The task force, comprised of attorneys, an investigator, a senior caseworker and a spokesperson was established to ensure there is communication between the DA and the community, Watkins said. He added that it goes into effect Friday.
Cece Cox, Resource Center CEO, said there have been times when the community has faced discrimination and bias from law enforcement and legal institutions dealing with hate crimes and family violence. But she is hopeful that the task force will help eliminate that problem.
“The task force, along with the liaison positions that currently exist at Dallas Police Department and the Dallas County Sheriff’s Office, is a positive step toward ensuring that LGBT persons will be treated with dignity and respect,” she said, “and that hate crimes against them will be thoroughly investigated and prosecuted.”
Watkins’ office isn’t without an LGBT presence. His community relations consultant, James Tate, is out, and he contributed to the dialogue that created the task force.
“I had an ongoing discussion with the DA, telling him how important it is for us (LGBT) to be heard and that there are people who are apprehensive about reporting crimes,” Tate said. “With the creation of the task force and other initiatives the office is planning, it makes me feel incredibly proud to work with such a progressive and maverick leader.”
The task force’s operations will begin with an initial sensitivity training for all prosecutors in the DA’s office, with additional future training for new prosecutors. Ellyce Lindberg, chief of intake and grand jury, will conduct the training.
“Mr. Watkins’ new initiative is just one more of his innovative steps toward protecting and respecting victims of crime,” Lindberg said. “It comes at an ideal time in his administration due to his new electronic case management system, which is soon to be implemented.”

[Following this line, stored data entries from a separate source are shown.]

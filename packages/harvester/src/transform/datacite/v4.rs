//! DataCite kernel 4.

use crate::document::{BoundingBox, CanonicalDocument, FundingReference, Identifier, Point};
use crate::error::Result;
use crate::record::RawRecord;
use crate::transform::common::parse_coordinate;
use crate::transform::{FieldMapper, TransformContext};
use crate::xml::Element;

use super::{
    finish, locate_resource, map_common, parse_contributors, parse_geo_locations,
    parse_resource_type, parse_rights_list,
};

#[derive(Debug, Default, Clone, Copy)]
pub struct DataCite4Mapper;

impl DataCite4Mapper {
    /// Point from `pointLongitude` and `pointLatitude` children.
    #[must_use]
    pub fn parse_point(element: &Element) -> Option<Point> {
        Some(Point {
            longitude: parse_coordinate(&element.child_text("pointLongitude")?)?,
            latitude: parse_coordinate(&element.child_text("pointLatitude")?)?,
        })
    }

    /// Box from its four named bound children.
    #[must_use]
    pub fn parse_box(element: &Element) -> Option<BoundingBox> {
        let bound = |tag: &str| element.child_text(tag).as_deref().and_then(parse_coordinate);
        Some(BoundingBox {
            west: bound("westBoundLongitude")?,
            east: bound("eastBoundLongitude")?,
            south: bound("southBoundLatitude")?,
            north: bound("northBoundLatitude")?,
        })
    }

    /// All `geoLocationPolygon`s of a geolocation, skipping empty ones.
    #[must_use]
    pub fn parse_polygons(geo_location: &Element) -> Vec<Vec<Point>> {
        geo_location
            .children_named("geoLocationPolygon")
            .map(|polygon| {
                polygon
                    .children_named("polygonPoint")
                    .filter_map(Self::parse_point)
                    .collect::<Vec<_>>()
            })
            .filter(|points| !points.is_empty())
            .collect()
    }

    #[must_use]
    pub fn parse_funding_references(resource: &Element) -> Vec<FundingReference> {
        let Some(group) = resource.child("fundingReferences") else {
            return Vec::new();
        };

        group
            .children_named("fundingReference")
            .filter_map(|f| {
                let award = f.child("awardNumber");
                Some(FundingReference {
                    funder_name: f.child_text("funderName")?,
                    funder_identifier: f.child("funderIdentifier").and_then(|i| {
                        Some(Identifier::new(
                            i.non_empty_text()?,
                            i.attribute_value("funderIdentifierType"),
                        ))
                    }),
                    award_number: award.and_then(Element::non_empty_text),
                    award_uri: award.and_then(|a| a.attribute_value("awardURI")),
                    award_title: f.child_text("awardTitle"),
                })
            })
            .collect()
    }
}

impl FieldMapper for DataCite4Mapper {
    fn name(&self) -> &'static str {
        "DataCite 4"
    }

    fn map_fields(
        &self,
        _record: &RawRecord,
        metadata: &Element,
        context: &TransformContext,
        doc: &mut CanonicalDocument,
    ) -> Result<()> {
        let resource = locate_resource(metadata);

        map_common(resource, doc);
        doc.contributors = parse_contributors(resource);
        doc.funding_references = Self::parse_funding_references(resource);
        doc.rights = parse_rights_list(resource);
        doc.resource_type = parse_resource_type(resource, false);
        doc.geo_locations = parse_geo_locations(
            resource,
            Self::parse_point,
            Self::parse_box,
            Self::parse_polygons,
        );

        finish(doc, context);
        Ok(())
    }
}

#[cfg(test)]
mod tests {
    use super::*;
    use pretty_assertions::assert_eq;

    const RECORD: &str = r#"<record>
  <header>
    <identifier>oai:example.org:ds-4</identifier>
    <datestamp>2020-02-02</datestamp>
  </header>
  <metadata>
    <resource xmlns="http://datacite.org/schema/kernel-4"
              xmlns:xsi="http://www.w3.org/2001/XMLSchema-instance"
              xsi:schemaLocation="http://datacite.org/schema/kernel-4 http://schema.datacite.org/meta/kernel-4.3/metadata.xsd">
      <identifier identifierType="DOI">10.5880/ds.4</identifier>
      <creators>
        <creator>
          <creatorName nameType="Personal">Doe, Jane</creatorName>
          <givenName>Jane</givenName>
          <familyName>Doe</familyName>
        </creator>
      </creators>
      <titles><title>Glacier mass balance</title></titles>
      <publisher>GFZ</publisher>
      <publicationYear>2020</publicationYear>
      <contributors>
        <contributor contributorType="Funder"><contributorName>Legacy funder</contributorName></contributor>
      </contributors>
      <fundingReferences>
        <fundingReference>
          <funderName>European Commission</funderName>
          <funderIdentifier funderIdentifierType="Crossref Funder ID">10.13039/501100000780</funderIdentifier>
          <awardNumber awardURI="https://cordis.europa.eu/project/id/123">123</awardNumber>
          <awardTitle>Ice</awardTitle>
        </fundingReference>
        <fundingReference><awardNumber>no funder</awardNumber></fundingReference>
      </fundingReferences>
      <rightsList><rights>CC0</rights></rightsList>
      <geoLocations>
        <geoLocation>
          <geoLocationPoint>
            <pointLongitude>12.5</pointLongitude>
            <pointLatitude>45.0</pointLatitude>
          </geoLocationPoint>
          <geoLocationBox>
            <westBoundLongitude>10</westBoundLongitude>
            <eastBoundLongitude>15</eastBoundLongitude>
            <southBoundLatitude>44</southBoundLatitude>
            <northBoundLatitude>47</northBoundLatitude>
          </geoLocationBox>
          <geoLocationPolygon>
            <polygonPoint><pointLongitude>10</pointLongitude><pointLatitude>44</pointLatitude></polygonPoint>
            <polygonPoint><pointLongitude>15</pointLongitude><pointLatitude>44</pointLatitude></polygonPoint>
            <polygonPoint><pointLongitude>12</pointLongitude><pointLatitude>47</pointLatitude></polygonPoint>
          </geoLocationPolygon>
        </geoLocation>
        <geoLocation><geoLocationPoint>12.5 45.0</geoLocationPoint></geoLocation>
      </geoLocations>
    </resource>
  </metadata>
</record>"#;

    fn transform() -> CanonicalDocument {
        let record = RawRecord::parse(RECORD).unwrap();
        let mut doc = CanonicalDocument::new(record.identifier(), "Repo");
        DataCite4Mapper
            .map_fields(
                &record,
                record.metadata.as_ref().unwrap(),
                &TransformContext::new("Repo"),
                &mut doc,
            )
            .unwrap();
        doc
    }

    #[test]
    fn test_named_point_and_box() {
        let doc = transform();
        let geo = &doc.geo_locations[0];

        assert_eq!(
            geo.point,
            Some(Point {
                longitude: 12.5,
                latitude: 45.0
            })
        );
        assert_eq!(
            geo.bounding_box,
            Some(BoundingBox {
                west: 10.0,
                east: 15.0,
                south: 44.0,
                north: 47.0
            })
        );
        assert_eq!(geo.polygons.len(), 1);
        assert_eq!(geo.polygons[0].len(), 3);
    }

    #[test]
    fn test_positional_point_is_ignored() {
        // Kernel 4 only knows named coordinates; the second location is empty.
        let doc = transform();
        assert_eq!(doc.geo_locations.len(), 1);
    }

    #[test]
    fn test_funding_references_are_dedicated() {
        let doc = transform();

        assert_eq!(
            doc.funding_references,
            vec![FundingReference {
                funder_name: "European Commission".to_string(),
                funder_identifier: Some(Identifier::new(
                    "10.13039/501100000780",
                    Some("Crossref Funder ID".to_string())
                )),
                award_number: Some("123".to_string()),
                award_uri: Some("https://cordis.europa.eu/project/id/123".to_string()),
                award_title: Some("Ice".to_string()),
            }]
        );
        // Funder contributors stay contributors.
        assert_eq!(doc.contributors.len(), 1);
        assert_eq!(doc.contributors[0].contributor_type, "Funder");
    }

    #[test]
    fn test_person_names() {
        let doc = transform();
        let creator = &doc.creators[0];

        assert_eq!(creator.name_type.as_deref(), Some("Personal"));
        assert_eq!(creator.given_name.as_deref(), Some("Jane"));
        assert_eq!(creator.family_name.as_deref(), Some("Doe"));
    }
}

Lindberg added that there never has been a systematic way to track the kind of cases inherent to the LGBT community, but with the ability to electronically manage cases, those that have been designated as part of the task force initiative will be better monitored.
As of press time, the DA’s office didn’t have the statistics available that would indicate how critical the lack of communication has been, but Watkins affirmed he’s prepared to correct it.
“As Martin Luther King Jr. stated, ‘A threat to justice anywhere is a threat to justice everywhere,’ and this Task Force will assist in ensuring that members of our community receive protection from criminal harms, regardless of their orientation or identity/expression,” he said.
This article appeared in the Dallas Voice print edition February 7, 2014.